Dors puso cara de sentirse incómoda y la cena fue más silenciosa que de costumbre. Dors no volvió a hablar hasta que terminaron de comer y los restos —platos, tenedores y todo lo demás— cayeron por el conducto de eliminación que había en el centro de la mesa (que se apresuró a ocultarse en cuanto hubo acabado de cumplir su función).

—No estoy segura de querer hablar de esto, Hari —dijo—, pero no puedo permitir que seas víctima de tu propia inocencia.

—¿Inocencia?

Seldon frunció el ceño.

—Sí. Nunca hemos hablado de ello. En realidad nunca pensé que llegara el momento en el que fuera preciso, pero Demerzel no es omnipotente. No es intocable, se le puede dañar y sin duda Joranum supone un serio peligro para él.

—¿Hablas en serio?

—Por supuesto. No entiendes a los robots…, y, desde luego, no a uno tan complejo como Demerzel. Yo, en cambio, sí.

4

Volvió a haber un breve silencio, pero sólo porque los pensamientos no se oyen. Los que se agolpaban en la cabeza de Seldon formaban un auténtico torbellino mental.
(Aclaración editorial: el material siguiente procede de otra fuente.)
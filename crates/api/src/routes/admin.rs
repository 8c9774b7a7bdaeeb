//! Back-office routes. Every handler requires a staff or admin token.

use axum::routing::{get, post, put};
use axum::Router;

use crate::handlers::{bookings, catalog, clients, inquiries, quotations};
use crate::state::AppState;

/// Routes mounted at `/admin`.
pub fn router() -> Router<AppState> {
    let client_routes = Router::new()
        .route("/", get(clients::list).post(clients::create))
        .route(
            "/{id}",
            get(clients::get_by_id)
                .put(clients::update)
                .delete(clients::delete),
        );

    let booking_routes = Router::new()
        .route("/", get(bookings::list))
        .route("/{id}", get(bookings::get_by_id))
        .route("/{id}/status", put(bookings::change_status))
        .route("/{id}/cost", put(bookings::update_cost))
        .route("/{id}/technician", put(bookings::assign_technician))
        .route("/{id}/notes", put(bookings::update_notes))
        .route("/{id}/audit", get(bookings::audit));

    let inquiry_routes = Router::new()
        .route("/", get(inquiries::list))
        .route("/{id}", get(inquiries::get_by_id))
        .route("/{id}/status", put(inquiries::change_status))
        .route("/{id}/quotation", post(inquiries::convert));

    let quotation_routes = Router::new()
        .route("/", get(quotations::list).post(quotations::create))
        .route(
            "/{id}",
            get(quotations::get_by_id)
                .put(quotations::update)
                .delete(quotations::delete),
        )
        .route("/{id}/status", put(quotations::change_status))
        .route("/{id}/send", post(quotations::send));

    Router::new()
        .route("/services", post(catalog::create_service))
        .route("/staff", get(catalog::list_staff))
        .nest("/clients", client_routes)
        .nest("/bookings", booking_routes)
        .nest("/inquiries", inquiry_routes)
        .nest("/quotations", quotation_routes)
}
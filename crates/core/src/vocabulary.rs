//! String-backed enum vocabularies.
//!
//! Every status, priority and classification column is stored as TEXT. The
//! [`define_vocabulary!`] macro generates the enum together with its wire
//! form, `FromStr` / `TryFrom<String>` parsing (used by `sqlx`'s
//! `try_from` column attribute) and `Display`.

macro_rules! define_vocabulary {
    (
        $(#[$meta:meta])*
        $name:ident ($label:literal) {
            $( $(#[$vmeta:meta])* $variant:ident = $value:literal ),+ $(,)?
        }
    ) => {
        $(#[$meta])*
        #[derive(Debug, Clone, Copy, PartialEq, Eq, Hash, serde::Serialize, serde::Deserialize)]
        pub enum $name {
            $( $(#[$vmeta])* #[serde(rename = $value)] $variant ),+
        }

        impl $name {
            /// Every variant, in declaration order.
            pub const ALL: &'static [$name] = &[$($name::$variant),+];

            /// The stored and serialized representation.
            pub fn as_str(self) -> &'static str {
                match self {
                    $( $name::$variant => $value ),+
                }
            }
        }

        impl std::fmt::Display for $name {
            fn fmt(&self, f: &mut std::fmt::Formatter<'_>) -> std::fmt::Result {
                f.write_str(self.as_str())
            }
        }

        impl std::str::FromStr for $name {
            type Err = $crate::error::CoreError;

            fn from_str(s: &str) -> Result<Self, Self::Err> {
                match s {
                    $( $value => Ok($name::$variant), )+
                    other => Err($crate::error::CoreError::Validation(format!(
                        "Invalid {} '{}'. Must be one of: {}",
                        $label,
                        other,
                        [$($value),+].join(", ")
                    ))),
                }
            }
        }

        impl TryFrom<String> for $name {
            type Error = $crate::error::CoreError;

            fn try_from(value: String) -> Result<Self, Self::Error> {
                value.parse()
            }
        }
    };
}

define_vocabulary! {
    /// Priority shared by bookings and inquiries.
    Priority ("priority") {
        Low = "low",
        Normal = "normal",
        High = "high",
        Urgent = "urgent",
    }
}

impl Default for Priority {
    fn default() -> Self {
        Self::Normal
    }
}
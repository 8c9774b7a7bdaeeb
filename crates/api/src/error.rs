use axum::http::StatusCode;
use axum::response::{IntoResponse, Response};
use hvacdesk_core::error::CoreError;
use serde_json::json;

/// Application-level error type for HTTP handlers.
///
/// Wraps [`CoreError`] for domain errors and adds HTTP-specific variants.
/// Implements [`IntoResponse`] to produce consistent JSON error responses.
#[derive(Debug, thiserror::Error)]
pub enum AppError {
    /// A domain-level error from `hvacdesk_core`.
    #[error(transparent)]
    Core(#[from] CoreError),

    #[error("Database error: {0}")]
    Database(#[from] sqlx::Error),

    #[error("Bad request: {0}")]
    BadRequest(String),

    #[error("Internal error: {0}")]
    InternalError(String),
}

/// Convenience type alias for handler return values.
pub type AppResult<T> = Result<T, AppError>;

impl IntoResponse for AppError {
    fn into_response(self) -> Response {
        let (status, code, message) = match &self {
            // --- CoreError variants ---
            AppError::Core(core) => match core {
                CoreError::NotFound { entity, id } => (
                    StatusCode::NOT_FOUND,
                    "NOT_FOUND",
                    format!("{entity} with id {id} not found"),
                ),
                CoreError::Validation(msg) => {
                    (StatusCode::BAD_REQUEST, "VALIDATION_ERROR", msg.clone())
                }
                CoreError::InvalidTransition { .. } => {
                    (StatusCode::CONFLICT, "INVALID_TRANSITION", core.to_string())
                }
                CoreError::AlreadyExists { .. } => {
                    (StatusCode::CONFLICT, "ALREADY_EXISTS", core.to_string())
                }
                CoreError::Conflict(msg) => (StatusCode::CONFLICT, "CONFLICT", msg.clone()),
                CoreError::Unauthorized(msg) => {
                    (StatusCode::UNAUTHORIZED, "UNAUTHORIZED", msg.clone())
                }
                CoreError::Forbidden(msg) => (StatusCode::FORBIDDEN, "FORBIDDEN", msg.clone()),
                CoreError::Internal(msg) => {
                    tracing::error!(error = %msg, "Internal core error");
                    (
                        StatusCode::INTERNAL_SERVER_ERROR,
                        "INTERNAL_ERROR",
                        "An internal error occurred".to_string(),
                    )
                }
            },

            // --- Database errors ---
            AppError::Database(err) => classify_sqlx_error(err),

            // --- HTTP-specific errors ---
            AppError::BadRequest(msg) => (StatusCode::BAD_REQUEST, "BAD_REQUEST", msg.clone()),
            AppError::InternalError(msg) => {
                tracing::error!(error = %msg, "Internal error");
                (
                    StatusCode::INTERNAL_SERVER_ERROR,
                    "INTERNAL_ERROR",
                    "An internal error occurred".to_string(),
                )
            }
        };

        let mut body = json!({
            "error": message,
            "code": code,
        });

        // Callers resolving a duplicate need the existing record, not just the message.
        if let AppError::Core(CoreError::AlreadyExists { id, reference, .. }) = &self {
            body["existing_id"] = json!(id);
            body["reference"] = json!(reference);
        }

        (status, axum::Json(body)).into_response()
    }
}

/// Classify a sqlx error into an HTTP status, error code, and message.
///
/// - `RowNotFound` maps to 404.
/// - Unique constraint violations (constraint name starting with `uq_`) map to 409.
/// - Everything else maps to 500 with a sanitized message.
fn classify_sqlx_error(err: &sqlx::Error) -> (StatusCode, &'static str, String) {
    match err {
        sqlx::Error::RowNotFound => (
            StatusCode::NOT_FOUND,
            "NOT_FOUND",
            "Resource not found".to_string(),
        ),
        sqlx::Error::Database(db_err) => {
            // PostgreSQL unique constraint violation: error code 23505
            if db_err.code().as_deref() == Some("23505") {
                let constraint = db_err.constraint().unwrap_or("unknown");
                if constraint.starts_with("uq_") {
                    return (
                        StatusCode::CONFLICT,
                        "CONFLICT",
                        format!("Duplicate value violates unique constraint: {constraint}"),
                    );
                }
            }
            tracing::error!(error = %db_err, "Database error");
            (
                StatusCode::INTERNAL_SERVER_ERROR,
                "INTERNAL_ERROR",
                "An internal error occurred".to_string(),
            )
        }
        other => {
            tracing::error!(error = %other, "Database error");
            (
                StatusCode::INTERNAL_SERVER_ERROR,
                "INTERNAL_ERROR",
                "An internal error occurred".to_string(),
            )
        }
    }
}
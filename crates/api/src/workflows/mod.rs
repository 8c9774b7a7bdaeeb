//! Use-case workflows sitting between handlers and repositories.
//!
//! Each workflow validates input with the pure rules in `hvacdesk_core`,
//! performs its writes through the repositories, and publishes a
//! [`LifecycleEvent`](hvacdesk_core::lifecycle::LifecycleEvent) only after
//! the transaction has committed.

pub mod bookings;
pub mod clients;
pub mod inquiries;
pub mod quotations;

use chrono::{Datelike, NaiveDate, Utc};

/// Business calendar date used for intake and validity rules.
pub(crate) fn today() -> NaiveDate {
    Utc::now().date_naive()
}

/// Year that owns newly allocated quote numbers.
pub(crate) fn current_year() -> i32 {
    today().year()
}

/// Trim an optional free-text field, mapping blank input to `None`.
pub(crate) fn clean_optional(value: Option<String>) -> Option<String> {
    value
        .map(|v| v.trim().to_string())
        .filter(|v| !v.is_empty())
}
Sí, era cierto. Su esposa poseía conocimientos realmente increíbles sobre los robots. A lo largo de los años, Hari se había cuestionado tantas veces su procedencia, que había acabado por rendirse y confinar el enigma en un rincón de su mente. De no ser por Eto Demerzel —un robot—, Hari jamás habría conocido a Dors. ¿Por qué? Porque Dors trabajaba para Demerzel. Fue él quien le «asignó» el caso de Hari ocho años atrás, ordenándole que protegiera su huida a través de los sectores de Trantor. Actualmente era su esposa, su confidente y su «mejor mitad», pero Hari seguía preguntándose por la extraña relación que unía a Dors con el robot Demerzel. Era la única zona de su vida en la que Hari se sentía un intruso… y no bien acogido. Y eso trajo a su mente la pregunta más dolorosa de todas, la de si Dors seguía con él por obediencia a Demerzel o porque le amaba de verdad. Quería creer que era porque le amaba, pero…

Seldon era feliz con Dors Venabili, pero esa felicidad se había obtenido a cambio de un precio y con una condición. La condición no se había establecido a través de la discusión o el acuerdo, sino mediante un entendimiento mutuo sin palabras, y eso la hacía aún más pesada y difícil de soportar.

Seldon comprendía que había encontrado en Dors todo cuanto deseaba de una esposa. Cierto, no tenían hijos, pero no esperaba tenerlos porque, en realidad, nunca los había deseado. Tenía a Raych, quien emocionalmente era tan hijo suyo como si hubiese heredado todo el genoma seldoniano…, y quizá más.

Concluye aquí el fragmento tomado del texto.